Fig. 7. Responses of human MAIT cell to CA7S.

(A and B) Human PBMCs were labeled with CTV and stimulated with vehicle control (Unstim), 5-OP-RU (10 μM), or CA7S (1000 μM) in the absence of cytokines on day 6. Representative flow cytometry dot plots of proliferating CD3⁺MR1–5-OP-RU tet⁺CTV^lo MAIT cells (A). Proportion of MR1–5-OP-RU tet⁺CTV^lo MAIT cells in CD3⁺-gated cells (B). (C) Survival ratio of MAIT cells stimulated with 1000 μM CA7S (CA7S) or left unstimulated (Un-stim). (D and E) Sc-RNA-seq of CD3⁺CD161⁺MR1–5-OP-RU tet⁺ MAIT cells stimulated with vehicle control (Unstim), 5-OP-RU (10 μM), or CA7S (1000 μM) for 24 hours.

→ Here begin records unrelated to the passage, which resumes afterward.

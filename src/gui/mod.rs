pub mod app;
pub mod windows;
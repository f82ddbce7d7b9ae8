use anyhow::{Context, Result};
use serde::ser::{Serialize, SerializeMap, Serializer};
use std::fs::File;
use std::io::{BufWriter, Write};
use std::path::Path;

use super::merge::{MergeResult, TemplateMerger};
use super::parser::Record;

#[derive(Clone, Copy, Debug, PartialEq, Eq, clap::ValueEnum)]
pub enum ExportFormat {
    Csv,
    Json,
}

/// A contact's fields followed by its merged `Subject` and `Body`.
struct DraftRow<'a> {
    contact: &'a Record,
    draft: MergeResult,
}

impl Serialize for DraftRow<'_> {
    fn serialize<S: Serializer>(&self, serializer: S) -> Result<S::Ok, S::Error> {
        let mut map = serializer.serialize_map(None)?;
        for (key, value) in self.contact.fields() {
            map.serialize_entry(key, value)?;
        }
        map.serialize_entry("Subject", &self.draft.subject)?;
        map.serialize_entry("Body", &self.draft.body)?;
        map.end()
    }
}

/// Merges `template` with every contact and writes one row per contact.
/// Returns the number of rows written.
pub fn export_drafts(
    contacts: &[&Record],
    template: &Record,
    output_path: &Path,
    format: ExportFormat,
) -> Result<usize> {
    let rows: Vec<DraftRow<'_>> = contacts
        .iter()
        .map(|&contact| DraftRow {
            contact,
            draft: TemplateMerger::merge(contact, template),
        })
        .collect();

    match format {
        ExportFormat::Csv => write_csv(&rows, output_path)?,
        ExportFormat::Json => write_json(&rows, output_path)?,
    }

    tracing::info!(rows = rows.len(), path = ?output_path, "Exported drafts");
    Ok(rows.len())
}

fn write_csv(rows: &[DraftRow<'_>], output_path: &Path) -> Result<()> {
    let mut writer = csv::Writer::from_path(output_path)
        .with_context(|| format!("Failed to create {:?}", output_path))?;

    let mut header: Vec<&str> = rows
        .first()
        .map(|row| row.contact.keys().collect())
        .unwrap_or_default();
    header.extend(["Subject", "Body"]);
    writer.write_record(&header)?;

    for row in rows {
        let mut fields: Vec<&str> = row.contact.fields().map(|(_, value)| value).collect();
        fields.push(&row.draft.subject);
        fields.push(&row.draft.body);
        writer.write_record(&fields)?;
    }

    writer.flush().context("Failed to flush CSV output")?;
    Ok(())
}

fn write_json(rows: &[DraftRow<'_>], output_path: &Path) -> Result<()> {
    let output = File::create(output_path)
        .with_context(|| format!("Failed to create {:?}", output_path))?;
    let mut writer = BufWriter::new(output);
    serde_json::to_writer_pretty(&mut writer, rows).context("Failed to serialize drafts")?;
    writer.flush()?;
    Ok(())
}

pub fn record_to_json(record: &Record) -> Result<String> {
    serde_json::to_string_pretty(record).context("Failed to serialize record")
}

#[cfg(test)]
mod tests {
    use super::*;
    use crate::backend::parser::{CsvTable, Table};
    use tempfile::tempdir;

    fn tables() -> (Table, Table) {
        let contacts = CsvTable::parse(
            "COMPANY NAME,AGENT NAME\nAcme,Ann\nAcme,\"Bob, Jr.\"\nZeta,Zoe",
        );
        let templates = CsvTable::parse(
            "TemplateName,Subject,Body\nIntro,Hi {AGENT NAME},\"Dear {AGENT NAME},<br>from {Sender}\"",
        );
        (contacts, templates)
    }

    #[test]
    fn test_export_csv() -> Result<()> {
        let (contacts, templates) = tables();
        let dir = tempdir()?;
        let path = dir.path().join("drafts.csv");

        let selected: Vec<&Record> = contacts.records().iter().take(2).collect();
        let written = export_drafts(&selected, &templates.records()[0], &path, ExportFormat::Csv)?;
        assert_eq!(written, 2);

        let mut reader = csv::Reader::from_path(&path)?;
        let headers: Vec<String> = reader.headers()?.iter().map(str::to_string).collect();
        assert_eq!(headers, vec!["COMPANY NAME", "AGENT NAME", "Subject", "Body"]);

        let rows: Vec<csv::StringRecord> = reader.records().collect::<Result<_, _>>()?;
        assert_eq!(rows.len(), 2);
        assert_eq!(&rows[1][1], "Bob, Jr.");
        assert_eq!(&rows[1][2], "Hi Bob, Jr.");
        assert_eq!(&rows[1][3], "Dear Bob, Jr.,\nfrom {Sender}");
        Ok(())
    }

    #[test]
    fn test_export_json_keeps_column_order() -> Result<()> {
        let (contacts, templates) = tables();
        let dir = tempdir()?;
        let path = dir.path().join("drafts.json");

        let selected: Vec<&Record> = contacts.records().iter().skip(2).collect();
        export_drafts(&selected, &templates.records()[0], &path, ExportFormat::Json)?;

        let text = std::fs::read_to_string(&path)?;
        let value: serde_json::Value = serde_json::from_str(&text)?;
        assert_eq!(value[0]["AGENT NAME"], "Zoe");
        assert_eq!(value[0]["Subject"], "Hi Zoe");

        let company = text.find("COMPANY NAME").unwrap();
        let subject = text.find("Subject").unwrap();
        assert!(company < subject);
        Ok(())
    }

    #[test]
    fn test_export_without_contacts_writes_header_only() -> Result<()> {
        let (_, templates) = tables();
        let dir = tempdir()?;
        let path = dir.path().join("empty.csv");

        assert_eq!(export_drafts(&[], &templates.records()[0], &path, ExportFormat::Csv)?, 0);
        assert_eq!(std::fs::read_to_string(&path)?.trim_end(), "Subject,Body");
        Ok(())
    }

    #[test]
    fn test_record_to_json() -> Result<()> {
        let (contacts, _) = tables();
        let json = record_to_json(&contacts.records()[0])?;
        assert_eq!(json, "{\n  \"COMPANY NAME\": \"Acme\",\n  \"AGENT NAME\": \"Ann\"\n}");
        Ok(())
    }
}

UMAP based on mRNA expression was performed on all isolated cells (top left). UMAPs of Trav1–2⁺ cells (top right) were separately shown for different stimuli (Unstim, 5-OP-RU, and CA7S) (middle). Proportions of the clusters in Trav1–2⁺ cells of each group are shown as bar graphs (bottom) (D). Volcano plot of mRNA expression comparing the characteristic clusters of 5-OP-RU stimulation (cluster 1) and CA7S stimulation (cluster 0) (E). (F) Surface expression of CD69 and CXCR4 after CA7S stimulation. PBMCs were stimulated with indicated concentrations of 5-OP-RU (red) or CA7S (blue), and surface expression of CD69 and CXCR4 within CD3⁺CD161⁺MR1–5-OP-RU tet⁺ MAIT cells was determined at day 9. (G) Heatmap of mRNA expression in the most frequent MAIT clonotypes (TRAV1–2-CAVRDSNYQLIW-TRAJ33–TRBV28-TRBJ2–5). The genes with differential expression between clusters 1 and 0 in (E) are shown. (B and C) Data are presented as the means ± SD of triplicate assays, and (A), (B), (C), and (E) are representative of more than three independent experiments. *P < 0.05 and ****P < 0.001 by two-tailed, unpaired Student’s t tests with Benjamini-Hochberg correction or one-way ANOVA followed by Tukey’s multiple comparison test.